Flurry of Activity by Governor Newsom Could Foreshadow Presidential Run

Should Mr. Newsom choose to wait until 2028 to seek the White House, it is almost guaranteed he will face a bevy of other candidates.

Karl Mondon/Bay Area News Group via AP, file
Governor Newsom at Palo Alto January 26, 2022. Karl Mondon/Bay Area News Group via AP, file

A whirlwind of activity for Governor Newsom — including the unexpected veto of a bill pertaining to transgender children — could signal that a stealth primary challenge to President Biden, whose political standing seems to weaken by the hour, might be in the works. 

Late on Friday, the Coast governor announced that he had vetoed Assembly Bill 957, which would have required judges during custody battles to consider “a parent’s affirmation of the child’s gender identity or gender expression.”

Mr. Newsom wrote in a message to his legislature that the narrow consideration of a child’s identity as transgender could be weaponized by conservative governors who may attempt to use a “single characteristic” to decide the fate of custody battles. 

“I urge caution when the Executive and Legislative branches of state government attempt to dictate — in prescriptive terms that single out one characteristic — legal standards for the Judicial branch to apply,” the governor wrote. “Other-minded elected officials, in California and other states, could very well use this strategy to diminish the civil rights of vulnerable communities.”

A state senator from San Francisco who has taken the lead in making California a “sanctuary state” for unaccompanied transgender minors, Scott Wiener, called Mr. Newsom’s veto “a tragedy” on the social media platform X. 

“These kids are living in fear, with right wing politicians working to out them, deny them health care, ban them from sports and restrooms and erase their humanity,” Mr. Wiener wrote. “The level of right wing misinformation about this bill was astounding.”

Mr. Wiener added that “All the bill did was ensure that in custody disputes, a court would take into account the kid’s gender identity and whether parents would be supportive of the kid as opposed to tormenting the kid.”

The California LGBTQ Legislative Caucus also released a statement condemning the veto. “Divorces are difficult enough — adding the fear of being placed with a parent that does not respect their authentic self is simply cruel,” the group said. 

The next day, however, Mr. Newsom signed a bill that allows transgender children in foster care to avoid foster homes that they feel are hostile to their gender identity. He also signed legislation that mandates that all California teachers must take LGBT “cultural competency” courses. 

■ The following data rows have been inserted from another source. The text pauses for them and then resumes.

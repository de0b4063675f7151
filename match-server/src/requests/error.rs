//! Request lifecycle errors.

use crate::domain::{JourneyId, MessageError, RequestId, RequestStatus, UserId};
use crate::error::ErrorKind;
use crate::store::StoreError;

/// The party a transition is reserved for.
#[derive(Debug, Clone, Copy, PartialEq, Eq)]
pub enum Role {
    Requester,
    Recipient,
    Participant,
}

impl std::fmt::Display for Role {
    fn fmt(&self, f: &mut std::fmt::Formatter<'_>) -> std::fmt::Result {
        let s = match self {
            Role::Requester => "requester",
            Role::Recipient => "recipient",
            Role::Participant => "requester or recipient",
        };
        f.write_str(s)
    }
}

/// Error from a request operation.
#[derive(Debug, thiserror::Error)]
pub enum RequestError {
    #[error("request {0} not found")]
    NotFound(RequestId),

    #[error("journey {0} not found")]
    JourneyNotFound(JourneyId),

    #[error("invalid message: {0}")]
    InvalidMessage(#[from] MessageError),

    #[error("user {0} cannot request their own journey")]
    SelfRequest(UserId),

    #[error("user {user} is not the {required} of request {request}")]
    Forbidden {
        request: RequestId,
        user: UserId,
        required: Role,
    },

    #[error("request {request} is {current}, expected Pending")]
    InvalidState {
        request: RequestId,
        current: RequestStatus,
    },

    #[error("user {requester} already has request {existing} for journey {journey}")]
    Conflict {
        requester: UserId,
        journey: JourneyId,
        existing: RequestId,
    },

    #[error(transparent)]
    Store(#[from] StoreError),
}

impl RequestError {
    pub fn kind(&self) -> ErrorKind {
        match self {
            RequestError::NotFound(_) | RequestError::JourneyNotFound(_) => ErrorKind::NotFound,
            RequestError::InvalidMessage(_) | RequestError::SelfRequest(_) => {
                ErrorKind::Validation
            }
            RequestError::Forbidden { .. } => ErrorKind::Forbidden,
            RequestError::InvalidState { .. } => ErrorKind::InvalidState,
            RequestError::Conflict { .. } => ErrorKind::Conflict,
            RequestError::Store(_) => ErrorKind::Storage,
        }
    }
}

#[cfg(test)]
mod tests {
    use super::*;

    #[test]
    fn error_display() {
        let err = RequestError::Forbidden {
            request: RequestId(3),
            user: UserId(9),
            required: Role::Recipient,
        };
        assert_eq!(err.to_string(), "user 9 is not the recipient of request 3");

        let err = RequestError::InvalidState {
            request: RequestId(3),
            current: RequestStatus::Denied,
        };
        assert_eq!(err.to_string(), "request 3 is Denied, expected Pending");

        let err = RequestError::from(MessageError::Empty);
        assert_eq!(err.to_string(), "invalid message: message must not be empty");
    }

    #[test]
    fn kinds() {
        assert_eq!(RequestError::NotFound(RequestId(1)).kind(), ErrorKind::NotFound);
        assert_eq!(RequestError::SelfRequest(UserId(1)).kind(), ErrorKind::Validation);
        assert_eq!(
            RequestError::Conflict {
                requester: UserId(1),
                journey: JourneyId(2),
                existing: RequestId(3),
            }
            .kind(),
            ErrorKind::Conflict
        );
    }
}
//! Server configuration from the environment.

use std::net::{Ipv4Addr, SocketAddr, SocketAddrV4};
use std::path::PathBuf;
use std::time::Duration;

use crate::matching::MatchConfig;
use crate::store::CacheConfig;

pub const ADDR_VAR: &str = "MATCH_SERVER_ADDR";
pub const SEED_FILE_VAR: &str = "MATCH_SEED_FILE";
pub const CACHE_TTL_VAR: &str = "MATCH_USER_CACHE_TTL_SECS";

const DEFAULT_ADDR: SocketAddr = SocketAddr::V4(SocketAddrV4::new(Ipv4Addr::LOCALHOST, 3000));

/// Error reading configuration.
#[derive(Debug, thiserror::Error)]
pub enum ConfigError {
    #[error("MATCH_SERVER_ADDR={value:?} is not a socket address: {source}")]
    InvalidAddr {
        value: String,
        source: std::net::AddrParseError,
    },

    #[error("MATCH_USER_CACHE_TTL_SECS={value:?} is not a number of seconds: {source}")]
    InvalidCacheTtl {
        value: String,
        source: std::num::ParseIntError,
    },
}

/// Everything the binary needs to start.
#[derive(Debug, Clone)]
pub struct ServerConfig {
    pub addr: SocketAddr,

    /// JSON file to load users, journeys and requests from at startup.
    pub seed_file: Option<PathBuf>,

    pub cache: CacheConfig,

    pub matching: MatchConfig,
}

impl ServerConfig {
    /// Read configuration from process environment variables.
    pub fn from_env() -> Result<Self, ConfigError> {
        Self::from_lookup(|name| std::env::var(name).ok())
    }

    /// Read configuration through `lookup`, which returns a variable's value
    /// if it is set.
    pub fn from_lookup(lookup: impl Fn(&str) -> Option<String>) -> Result<Self, ConfigError> {
        let addr = match lookup(ADDR_VAR) {
            Some(value) => value
                .trim()
                .parse()
                .map_err(|source| ConfigError::InvalidAddr { value, source })?,
            None => DEFAULT_ADDR,
        };

        let seed_file = lookup(SEED_FILE_VAR)
            .filter(|v| !v.trim().is_empty())
            .map(PathBuf::from);

        let mut cache = CacheConfig::default();
        if let Some(value) = lookup(CACHE_TTL_VAR) {
            let secs: u64 = value
                .trim()
                .parse()
                .map_err(|source| ConfigError::InvalidCacheTtl { value, source })?;
            cache.ttl = Duration::from_secs(secs);
        }

        Ok(Self {
            addr,
            seed_file,
            cache,
            matching: MatchConfig::default(),
        })
    }
}

impl Default for ServerConfig {
    fn default() -> Self {
        Self {
            addr: DEFAULT_ADDR,
            seed_file: None,
            cache: CacheConfig::default(),
            matching: MatchConfig::default(),
        }
    }
}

“California is proud to have some of the most robust laws in the nation when it comes to protecting and supporting our LGBTQ+ community, and we’re committed to the ongoing work to create safer, more inclusive spaces for all Californians,” the governor said in a statement

The governor has consistently denied he will run against the president, but new polling may drive donors and powerful Democrats to his doorstep, urging him to run. New polling suggests Mr. Biden is an incredibly weak standard-bearer for the Democratic party. 

A poll, released Sunday by the Washington Post and ABC News, suggests that President Trump is leading Mr. Biden by ten points in a general election rematch, 52–42. The poll also shows that the vast majority of Democrats want to see someone other than the president lead their party in 2024, though those same voters do not know around whom they may coalesce as no candidate has entered the race.

Mr. Newsom will be deployed to this week’s Republican presidential primary debate at the Ronald Reagan Presidential Library in California as a surrogate for Mr. Biden, Axios reported. The chairman of the Democratic National Committee, Jamie Harrison, and Mr. Biden’s 2024 campaign manager will join the governor in counterprogramming the GOP debate. 

Should Mr. Newsom choose to pass on 2024 and wait until 2028 to seek the White House, it is almost guaranteed he will face a bevy of candidates who have more impressive policy wins for Democrats than the Gold Coast governor. 

Governor Whitmer, a woman who improbably won her second term by double-digits and flipped control of her state legislature to blue from red, has ridden a wave of positive press coverage in recent months.

Her victory last year came on the same night Michigan voters codified abortion rights in their constitution — a measure she strongly backed. Her legislative accomplishments in just eight months are numerous, including ending Michigan’s status as a “right to work” state and banning conversion therapy. 

Governor Pritzker of Illinois — a man who has won friends in the Biden orbit for his deep pockets — moved to ban so-called assault weapons this year to the joy of many Democrats, and lambasted the firearms industry following a mass shooting at a Chicago suburb, winning national media attention.

The billionaire heir to the Hyatt hotel fortune could bankroll a primary and a general election campaign using his wallet alone. 

The new Maryland governor, Wes Moore, an Army combat veteran, Rhodes scholar, and political outsider, has already been profiled by national media outlets and even had Oprah Winfrey introduce him at his inauguration earlier this year.